Now in the court of a-peels: A copyright dispute over a banana costume
Photo by Hanna_photo/Shutterstock.com.
If you search the internet for banana quotes, you’ll find this one, reportedly uttered by Microsoft founder Bill Gates: “Intellectual property has the shelf life of a banana.”
That quote may be apropos in a copyright case over banana costumes being heard by the 3rd U.S. Circuit Court of Appeals at Philadelphia.
On the one side is Kangaroo Manufacturing, which sells items including an emoji poop spinner and a pelican pool float. But it can’t make a banana costume because of a copyright injunction issued by a federal trial judge.

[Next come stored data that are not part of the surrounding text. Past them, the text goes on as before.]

#[cfg(all(test, unix))]
mod tests {
    use super::*;
    use crate::mock::MockService;
    use serde_json::json;
    use std::sync::Mutex;

    fn client_config(dir: &std::path::Path) -> ClientConfig {
        let mut config = ClientConfig::new(SessionId::new("s1"), dir);
        config.use_catalog = false;
        config.retry_initial = Duration::from_millis(10);
        config.retry_max = Duration::from_millis(50);
        config
    }

    #[tokio::test]
    async fn test_transmit_roundtrip() {
        let dir = tempfile::tempdir().unwrap();
        let config = client_config(dir.path());
        let _mock = MockService::echo(config.session_path()).unwrap();

        let client = CawClient::connect(config);
        let value = client
            .transmit("repo:active-path", json!({ "fpath": "/a.rs" }))
            .await
            .unwrap();
        assert_eq!(value, json!({ "fpath": "/a.rs" }));
        assert_eq!(client.pending_requests(), 0);
    }

    #[tokio::test]
    async fn test_request_frame_shape() {
        let dir = tempfile::tempdir().unwrap();
        let config = client_config(dir.path());
        let mock = MockService::echo(config.session_path()).unwrap();

        let client = CawClient::connect(config);
        client.transmit("auth:info", Value::Null).await.unwrap();
        client.transmit("repo:get-tmp-dir", json!("s1")).await.unwrap();

        let frames = mock.received();
        assert_eq!(frames[0].domain, "*");
        assert_eq!(frames[1].domain, "code");
        assert_eq!(frames[1].caw, "s1");
        assert!(frames[0].aid.is_some());
        assert_ne!(frames[0].aid, frames[1].aid);
    }

    #[tokio::test]
    async fn test_typed_response() {
        #[derive(serde::Deserialize)]
        #[serde(rename_all = "camelCase")]
        struct TmpDir {
            tmp_dir: String,
        }

        let dir = tempfile::tempdir().unwrap();
        let config = client_config(dir.path());
        let _mock = MockService::constant(config.session_path(), json!("{\"tmpDir\":\"/tmp/caw\"}")).unwrap();

        let client = CawClient::connect(config);
        let tmp: TmpDir = client.transmit_as("repo:get-tmp-dir", json!("s1")).await.unwrap();
        assert_eq!(tmp.tmp_dir, "/tmp/caw");
    }

    #[tokio::test]
    async fn test_concurrent_calls_answered_out_of_order() {
        let dir = tempfile::tempdir().unwrap();
        let config = client_config(dir.path());
        let held: Mutex<Option<Frame>> = Mutex::new(None);
        let _mock = MockService::start(config.session_path(), move |frame| {
            let mut held = held.lock().unwrap();
            match held.take() {
                None => {
                    *held = Some(frame.clone());
                    Vec::new()
                }
                Some(first) => vec![
                    frame.reply(frame.data.clone()),
                    first.reply(first.data.clone()),
                ],
            }
        })
        .unwrap();

        let client = CawClient::connect(config);
        client.wait_ready().await.unwrap();
        let (a, b) = tokio::join!(
            client.transmit("repo:active-path", json!("a")),
            client.transmit("repo:active-path", json!("b")),
        );
        assert_eq!(a.unwrap(), json!("a"));
        assert_eq!(b.unwrap(), json!("b"));
    }

    #[tokio::test]
    async fn test_timeout_then_late_response() {
        let dir = tempfile::tempdir().unwrap();
        let config = client_config(dir.path());
        let mock = MockService::start(config.session_path(), |_| Vec::new()).unwrap();

        let client = CawClient::connect(config);
        let mut events = client.subscribe();
        let err = client
            .transmit_with(
                "repo:active-path",
                Value::Null,
                TransmitOptions::with_timeout(Duration::from_millis(100)),
            )
            .await
            .unwrap_err();
        assert!(err.is_timeout());
        assert_eq!(client.pending_requests(), 0);

        let request = mock.received().remove(0);
        mock.push(request.reply(json!("late")));

        // The late answer surfaces as an unmatched event, not a result
        let event = events.recv().await.unwrap();
        assert_eq!(event.kind(), EventKind::Unknown);
    }

    #[tokio::test]
    async fn test_remote_error() {
        let dir = tempfile::tempdir().unwrap();
        let config = client_config(dir.path());
        let _mock = MockService::start(config.session_path(), |frame| {
            vec![frame.reply_err(json!({ "message": "not a repository" }))]
        })
        .unwrap();

        let client = CawClient::connect(config);
        match client.transmit("repo:add", Value::Null).await {
            Err(IpcError::Remote { action, data }) => {
                assert_eq!(action, "repo:add");
                assert_eq!(data["message"], "not a repository");
            }
            other => panic!("unexpected result: {:?}", other),
        }
    }

    #[tokio::test]
    async fn test_request_survives_late_service_start() {
        let dir = tempfile::tempdir().unwrap();
        let config = client_config(dir.path());
        let path = config.session_path();

        let client = CawClient::connect(config);
        let call = client.transmit("repo:active-path", json!(7));

        let start_later = async {
            tokio::time::sleep(Duration::from_millis(50)).await;
            MockService::echo(path).unwrap()
        };
        let (result, _mock) = tokio::join!(call, start_later);
        assert_eq!(result.unwrap(), json!(7));
    }

    #[tokio::test]
    async fn test_reconnect_after_connection_drop() {
        let dir = tempfile::tempdir().unwrap();
        let config = client_config(dir.path());
        let mock = MockService::echo(config.session_path()).unwrap();

        let client = CawClient::connect(config);
        client.transmit("repo:active-path", json!(1)).await.unwrap();

        mock.drop_connections();
        mock.wait_for_connections(2).await;
        let value = client.transmit("repo:active-path", json!(2)).await.unwrap();
        assert_eq!(value, json!(2));
    }

    #[tokio::test]
    async fn test_events_are_filtered_by_session() {
        let dir = tempfile::tempdir().unwrap();
        let config = client_config(dir.path());
        let mock = MockService::echo(config.session_path()).unwrap();

        let client = CawClient::connect(config);
        let mut events = client.subscribe();
        client.wait_ready().await.unwrap();
        mock.wait_for_connections(1).await;

        mock.push(Frame::request("code", "branch:select", json!("dev"), None, "other"));
        mock.push(Frame::request("code", "branch:select", json!("main"), None, "s1"));
        mock.push(Frame::request("code", "auth:logout", Value::Null, None, "*"));

        assert_eq!(
            events.recv().await.unwrap(),
            Event::BranchSelect { branch: "main".to_string() }
        );
        assert_eq!(events.recv().await.unwrap(), Event::AuthLogout);
    }

    #[tokio::test]
    async fn test_dispose_rejects_pending() {
        let dir = tempfile::tempdir().unwrap();
        let config = client_config(dir.path());
        let _mock = MockService::start(config.session_path(), |_| Vec::new()).unwrap();

        let client = CawClient::connect(config);
        let call = client.transmit("repo:active-path", Value::Null);
        let dispose = async {
            tokio::time::sleep(Duration::from_millis(50)).await;
            client.dispose();
        };
        let (result, _) = tokio::join!(call, dispose);
        assert!(matches!(result, Err(IpcError::Disposed)));
        assert!(matches!(
            client.transmit("repo:active-path", Value::Null).await,
            Err(IpcError::Disposed)
        ));
    }

    #[tokio::test]
    async fn test_catalog_announces_session() {
        let dir = tempfile::tempdir().unwrap();
        let mut config = client_config(dir.path());
        config.use_catalog = true;
        let catalog = MockService::constant(config.catalog_path(), Value::Null).unwrap();

        let _client = CawClient::connect(config);
        let frames = catalog.wait_for_frames(1).await;
        assert_eq!(frames[0].action, "clientId");
        assert_eq!(frames[0].domain, "*");
        assert_eq!(frames[0].data, json!("s1"));
    }
}
use libcaw_core::CawError;
use serde::Serialize;

use crate::cli::Cli;

/// JSON response envelope
#[derive(Serialize)]
pub struct JsonResponse<T: Serialize> {
    pub schema_version: u32,
    pub ok: bool,
    #[serde(skip_serializing_if = "Option::is_none")]
    pub data: Option<T>,
    #[serde(skip_serializing_if = "Option::is_none")]
    pub error: Option<JsonError>,
}

#[derive(Serialize)]
pub struct JsonError {
    pub code: String,
    pub message: String,
    #[serde(skip_serializing_if = "serde_json::Value::is_null")]
    pub details: serde_json::Value,
}

fn to_pretty<T: Serialize>(value: &T) -> String {
    serde_json::to_string_pretty(value)
        .unwrap_or_else(|e| format!("{{\"ok\":false,\"error\":\"serialize: {}\"}}", e))
}

/// Output a successful result. Human output is produced by the caller.
pub fn output_success<T: Serialize>(cli: &Cli, data: T) {
    if cli.json {
        let response = JsonResponse {
            schema_version: 1,
            ok: true,
            data: Some(data),
            error: None,
        };
        println!("{}", to_pretty(&response));
    }
}

/// Output one item of a stream, as a single JSON line
pub fn output_line<T: Serialize>(cli: &Cli, data: &T, human: impl FnOnce() -> String) {
    if cli.json {
        match serde_json::to_string(data) {
            Ok(line) => println!("{}", line),
            Err(e) => eprintln!("error: {}", e),
        }
    } else if !cli.quiet {
        println!("{}", human());
    }
}

/// Output an error
pub fn output_error(cli: &Cli, err: &CawError) {
    if cli.json {
        let suggestions = err.suggestions();
        let details = if suggestions.is_empty() {
            serde_json::Value::Null
        } else {
            serde_json::json!({ "suggestions": suggestions })
        };

        let response: JsonResponse<()> = JsonResponse {
            schema_version: 1,
            ok: false,
            data: None,
            error: Some(JsonError {
                code: err.error_code().to_string(),
                message: err.to_string(),
                details,
            }),
        };
        eprintln!("{}", to_pretty(&response));
    } else {
        eprintln!("error: {}", err);
        let suggestions = err.suggestions();
        if !suggestions.is_empty() {
            eprintln!();
            eprintln!("Suggestions:");
            for suggestion in suggestions {
                eprintln!("  - {}", suggestion);
            }
        }
    }
}

/// Print human-readable output (ignored in quiet mode)
pub fn print_human(cli: &Cli, msg: &str) {
    if !cli.json && !cli.quiet {
        println!("{}", msg);
    }
}
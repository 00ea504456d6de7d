//! Shift command - reposition markers across edits without the local service

use libcaw_core::{shift_lines, CawError, EditBlock};
use serde::Serialize;

use crate::cli::Cli;
use crate::output::{output_success, print_human};

#[derive(Serialize)]
struct ShiftOutput {
    lines: Vec<u32>,
    edits: Vec<EditBlock>,
}

pub fn run(cli: &Cli, lines: &[u32], edits: &[String]) -> Result<(), CawError> {
    let edits = edits
        .iter()
        .map(|s| parse_edit(s))
        .collect::<Result<Vec<_>, _>>()?;
    let shifted = shift_lines(lines, &edits);

    let human = shifted
        .iter()
        .map(u32::to_string)
        .collect::<Vec<_>>()
        .join(",");
    print_human(cli, &human);
    output_success(
        cli,
        ShiftOutput {
            lines: shifted,
            edits,
        },
    );
    Ok(())
}

/// Parse `LINE:LEN:REPLACE_LEN`
fn parse_edit(s: &str) -> Result<EditBlock, CawError> {
    let parts: Vec<&str> = s.split(':').collect();
    let [line, len, replace_len] = parts.as_slice() else {
        return Err(CawError::InvalidArgs(format!(
            "edit '{}' must be LINE:LEN:REPLACE_LEN",
            s
        )));
    };
    let number = |field: &str, name: &str| {
        field.trim().parse::<u32>().map_err(|_| {
            CawError::InvalidArgs(format!("edit '{}': {} is not a line count", s, name))
        })
    };
    Ok(EditBlock::new(
        number(*line, "LINE")?,
        number(*len, "LEN")?,
        number(*replace_len, "REPLACE_LEN")?,
    ))
}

A lawyer for Kangaroo Manufacturing, David Schrader, urged the 3rd Circuit to overturn the injunction Wednesday, Courthouse News Service reports. Kangaroo Manufacturing’s banana costume resembled that of costume-maker Rasta Imposta only because both are based on bananas that would be found in nature, he had argued.
There is nothing original about Rasta Imposta’s costume, he said, that would make it protectable by copyright, according to the Courthouse News account. There are no sunglasses, no brown spots or anything else distinctive, Schrader said.
On the other side is Alexis Arena, the lawyer for Rasta Imposta. She argued that there are many ways to conceive of a banana design, and Kangaroo Manufacturing’s version was conceived “exactly as ours.”
Rasta Imposta noted that a Kangaroo-related company had once sold its banana costume, but the business relationship frayed.
The New York Times covered the dispute last June when it was before a federal trial judge in Camden, New Jersey. U.S. District Judge Noel Hillman used terms such as “bananafest” and “bananapalooza” at a hearing, and he then issued what the Times termed “a split decision” in favor of Rasta Imposta on two of the issues and in favor of Kangaroo Manufacturing on one.